▸ **WHAT NEEDS TO BE DONE**: Between the line containing "Train set, if" and the line containing "impl DescriptorMatcher for" lies a run of lines; give that run again exactly, with both of those lines, and nothing else from the entries below.
==== EXTRACTED INFORMATION ====
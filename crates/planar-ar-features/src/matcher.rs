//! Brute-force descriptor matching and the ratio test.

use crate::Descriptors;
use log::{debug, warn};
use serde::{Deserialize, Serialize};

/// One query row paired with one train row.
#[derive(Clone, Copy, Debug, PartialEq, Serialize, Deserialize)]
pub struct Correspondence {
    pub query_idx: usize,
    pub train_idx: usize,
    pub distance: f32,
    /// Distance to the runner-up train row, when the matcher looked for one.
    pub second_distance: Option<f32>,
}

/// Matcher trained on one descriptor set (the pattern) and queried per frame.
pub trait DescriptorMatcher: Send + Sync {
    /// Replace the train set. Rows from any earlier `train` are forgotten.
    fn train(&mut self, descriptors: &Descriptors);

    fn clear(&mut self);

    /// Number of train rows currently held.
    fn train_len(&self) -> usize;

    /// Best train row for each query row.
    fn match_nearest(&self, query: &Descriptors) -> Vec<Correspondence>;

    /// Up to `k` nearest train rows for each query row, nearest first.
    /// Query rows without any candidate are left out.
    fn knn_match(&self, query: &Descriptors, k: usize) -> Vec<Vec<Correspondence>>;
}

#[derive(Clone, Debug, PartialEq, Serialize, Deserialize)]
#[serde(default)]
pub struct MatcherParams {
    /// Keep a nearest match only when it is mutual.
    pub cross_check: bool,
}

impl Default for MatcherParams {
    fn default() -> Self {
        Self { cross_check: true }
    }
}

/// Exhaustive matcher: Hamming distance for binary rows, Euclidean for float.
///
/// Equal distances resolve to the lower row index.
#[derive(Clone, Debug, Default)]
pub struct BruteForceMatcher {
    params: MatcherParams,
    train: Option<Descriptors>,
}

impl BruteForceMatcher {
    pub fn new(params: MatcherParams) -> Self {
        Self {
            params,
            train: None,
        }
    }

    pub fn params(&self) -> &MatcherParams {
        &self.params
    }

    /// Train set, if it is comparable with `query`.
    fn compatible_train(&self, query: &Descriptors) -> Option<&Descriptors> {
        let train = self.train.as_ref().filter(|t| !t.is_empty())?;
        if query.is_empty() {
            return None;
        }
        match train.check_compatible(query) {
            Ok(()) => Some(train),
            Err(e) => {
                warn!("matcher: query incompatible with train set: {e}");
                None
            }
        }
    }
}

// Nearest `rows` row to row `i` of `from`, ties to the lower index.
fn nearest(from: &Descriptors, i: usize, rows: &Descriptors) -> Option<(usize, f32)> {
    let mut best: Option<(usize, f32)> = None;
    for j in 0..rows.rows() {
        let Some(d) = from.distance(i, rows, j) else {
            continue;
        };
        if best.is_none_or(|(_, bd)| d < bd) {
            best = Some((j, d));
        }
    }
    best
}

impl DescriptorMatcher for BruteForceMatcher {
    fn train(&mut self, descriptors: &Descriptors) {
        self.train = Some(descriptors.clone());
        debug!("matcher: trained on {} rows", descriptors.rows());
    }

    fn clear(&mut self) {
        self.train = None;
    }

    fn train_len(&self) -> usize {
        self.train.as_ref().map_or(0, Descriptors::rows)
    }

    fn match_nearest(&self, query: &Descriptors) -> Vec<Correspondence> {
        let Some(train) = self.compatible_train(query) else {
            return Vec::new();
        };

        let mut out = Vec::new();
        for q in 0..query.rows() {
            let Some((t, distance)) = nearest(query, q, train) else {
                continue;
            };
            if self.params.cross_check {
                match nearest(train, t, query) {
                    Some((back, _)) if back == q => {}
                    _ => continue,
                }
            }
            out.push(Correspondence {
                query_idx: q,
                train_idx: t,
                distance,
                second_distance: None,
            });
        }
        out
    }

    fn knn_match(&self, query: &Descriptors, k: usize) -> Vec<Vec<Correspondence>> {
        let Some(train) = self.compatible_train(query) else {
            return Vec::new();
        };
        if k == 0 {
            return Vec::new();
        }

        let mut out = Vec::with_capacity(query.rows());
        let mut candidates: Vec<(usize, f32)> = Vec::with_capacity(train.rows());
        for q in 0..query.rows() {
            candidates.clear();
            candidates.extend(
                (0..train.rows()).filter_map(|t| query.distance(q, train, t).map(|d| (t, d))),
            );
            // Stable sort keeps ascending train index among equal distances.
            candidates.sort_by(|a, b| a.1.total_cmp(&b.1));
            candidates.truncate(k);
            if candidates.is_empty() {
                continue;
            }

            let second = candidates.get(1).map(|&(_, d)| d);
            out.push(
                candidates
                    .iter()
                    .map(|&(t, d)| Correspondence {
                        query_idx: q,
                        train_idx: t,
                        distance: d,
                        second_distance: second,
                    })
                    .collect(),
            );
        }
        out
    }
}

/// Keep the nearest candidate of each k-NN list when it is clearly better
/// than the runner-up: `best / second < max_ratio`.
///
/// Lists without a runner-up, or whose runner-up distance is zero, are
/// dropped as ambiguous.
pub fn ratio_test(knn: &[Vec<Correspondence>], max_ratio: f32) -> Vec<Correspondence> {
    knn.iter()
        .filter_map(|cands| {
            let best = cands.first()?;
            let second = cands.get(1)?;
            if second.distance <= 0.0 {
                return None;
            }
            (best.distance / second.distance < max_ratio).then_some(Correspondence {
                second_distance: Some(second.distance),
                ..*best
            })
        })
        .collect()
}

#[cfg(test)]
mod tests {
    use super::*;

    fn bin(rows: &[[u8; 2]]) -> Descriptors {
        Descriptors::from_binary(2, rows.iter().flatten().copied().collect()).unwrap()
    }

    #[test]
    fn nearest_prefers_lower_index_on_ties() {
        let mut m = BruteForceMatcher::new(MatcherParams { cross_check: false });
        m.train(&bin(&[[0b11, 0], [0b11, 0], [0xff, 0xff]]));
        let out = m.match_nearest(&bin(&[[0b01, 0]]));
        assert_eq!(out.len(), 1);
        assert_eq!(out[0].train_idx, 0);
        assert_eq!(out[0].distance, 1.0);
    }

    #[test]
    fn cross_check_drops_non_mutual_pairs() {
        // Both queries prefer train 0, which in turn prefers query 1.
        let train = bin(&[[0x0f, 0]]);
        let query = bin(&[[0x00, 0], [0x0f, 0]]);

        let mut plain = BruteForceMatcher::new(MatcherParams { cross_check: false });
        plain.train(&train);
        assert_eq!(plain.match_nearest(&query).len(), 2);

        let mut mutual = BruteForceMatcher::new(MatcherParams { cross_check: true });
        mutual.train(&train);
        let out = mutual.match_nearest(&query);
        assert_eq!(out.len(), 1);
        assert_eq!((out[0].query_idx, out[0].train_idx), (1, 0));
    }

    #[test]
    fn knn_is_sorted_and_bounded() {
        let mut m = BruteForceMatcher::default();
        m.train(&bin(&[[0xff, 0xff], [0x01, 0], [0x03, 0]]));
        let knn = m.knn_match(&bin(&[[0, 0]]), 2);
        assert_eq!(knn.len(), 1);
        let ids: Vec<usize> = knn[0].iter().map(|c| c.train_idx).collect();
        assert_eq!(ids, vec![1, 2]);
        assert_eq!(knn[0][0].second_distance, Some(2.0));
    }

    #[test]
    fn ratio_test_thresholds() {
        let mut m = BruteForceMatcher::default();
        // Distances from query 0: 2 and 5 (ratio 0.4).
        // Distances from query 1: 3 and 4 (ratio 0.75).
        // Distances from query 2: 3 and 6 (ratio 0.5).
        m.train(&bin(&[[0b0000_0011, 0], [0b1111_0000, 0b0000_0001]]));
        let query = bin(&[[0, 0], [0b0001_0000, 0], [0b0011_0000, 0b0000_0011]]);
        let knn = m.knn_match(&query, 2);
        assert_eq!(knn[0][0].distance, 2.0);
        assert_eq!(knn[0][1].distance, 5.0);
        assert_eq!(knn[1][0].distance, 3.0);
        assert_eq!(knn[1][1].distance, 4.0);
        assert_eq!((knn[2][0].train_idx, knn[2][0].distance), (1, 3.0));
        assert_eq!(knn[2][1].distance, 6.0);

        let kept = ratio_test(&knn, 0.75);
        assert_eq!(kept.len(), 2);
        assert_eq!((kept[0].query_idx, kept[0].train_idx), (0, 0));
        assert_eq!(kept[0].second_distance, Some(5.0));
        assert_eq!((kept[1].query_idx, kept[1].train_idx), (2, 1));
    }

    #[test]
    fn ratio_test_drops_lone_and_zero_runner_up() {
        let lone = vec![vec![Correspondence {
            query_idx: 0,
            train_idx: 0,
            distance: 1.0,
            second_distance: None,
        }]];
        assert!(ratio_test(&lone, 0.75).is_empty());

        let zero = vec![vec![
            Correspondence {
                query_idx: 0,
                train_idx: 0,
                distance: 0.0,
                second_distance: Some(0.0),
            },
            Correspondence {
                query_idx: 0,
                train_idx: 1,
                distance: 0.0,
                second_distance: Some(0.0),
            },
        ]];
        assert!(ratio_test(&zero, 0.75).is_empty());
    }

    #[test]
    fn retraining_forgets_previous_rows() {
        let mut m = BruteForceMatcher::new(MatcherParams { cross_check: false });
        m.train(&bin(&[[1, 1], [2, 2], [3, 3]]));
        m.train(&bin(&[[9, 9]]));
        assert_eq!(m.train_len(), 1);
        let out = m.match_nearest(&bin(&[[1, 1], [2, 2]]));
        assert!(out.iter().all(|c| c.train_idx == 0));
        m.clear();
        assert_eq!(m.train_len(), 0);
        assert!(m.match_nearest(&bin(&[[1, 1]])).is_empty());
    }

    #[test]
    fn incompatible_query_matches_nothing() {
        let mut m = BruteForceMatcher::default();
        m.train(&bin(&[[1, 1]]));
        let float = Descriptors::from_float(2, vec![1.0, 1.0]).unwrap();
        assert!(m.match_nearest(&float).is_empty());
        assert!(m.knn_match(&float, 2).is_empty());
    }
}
====
▸ **THE ANSWER**:
    /// Train set, if it is comparable with `query`.
    fn compatible_train(&self, query: &Descriptors) -> Option<&Descriptors> {
        let train = self.train.as_ref().filter(|t| !t.is_empty())?;
        if query.is_empty() {
            return None;
        }
        match train.check_compatible(query) {
            Ok(()) => Some(train),
            Err(e) => {
                warn!("matcher: query incompatible with train set: {e}");
                None
            }
        }
    }
}

// Nearest `rows` row to row `i` of `from`, ties to the lower index.
fn nearest(from: &Descriptors, i: usize, rows: &Descriptors) -> Option<(usize, f32)> {
    let mut best: Option<(usize, f32)> = None;
    for j in 0..rows.rows() {
        let Some(d) = from.distance(i, rows, j) else {
            continue;
        };
        if best.is_none_or(|(_, bd)| d < bd) {
            best = Some((j, d));
        }
    }
    best
}

impl DescriptorMatcher for BruteForceMatcher {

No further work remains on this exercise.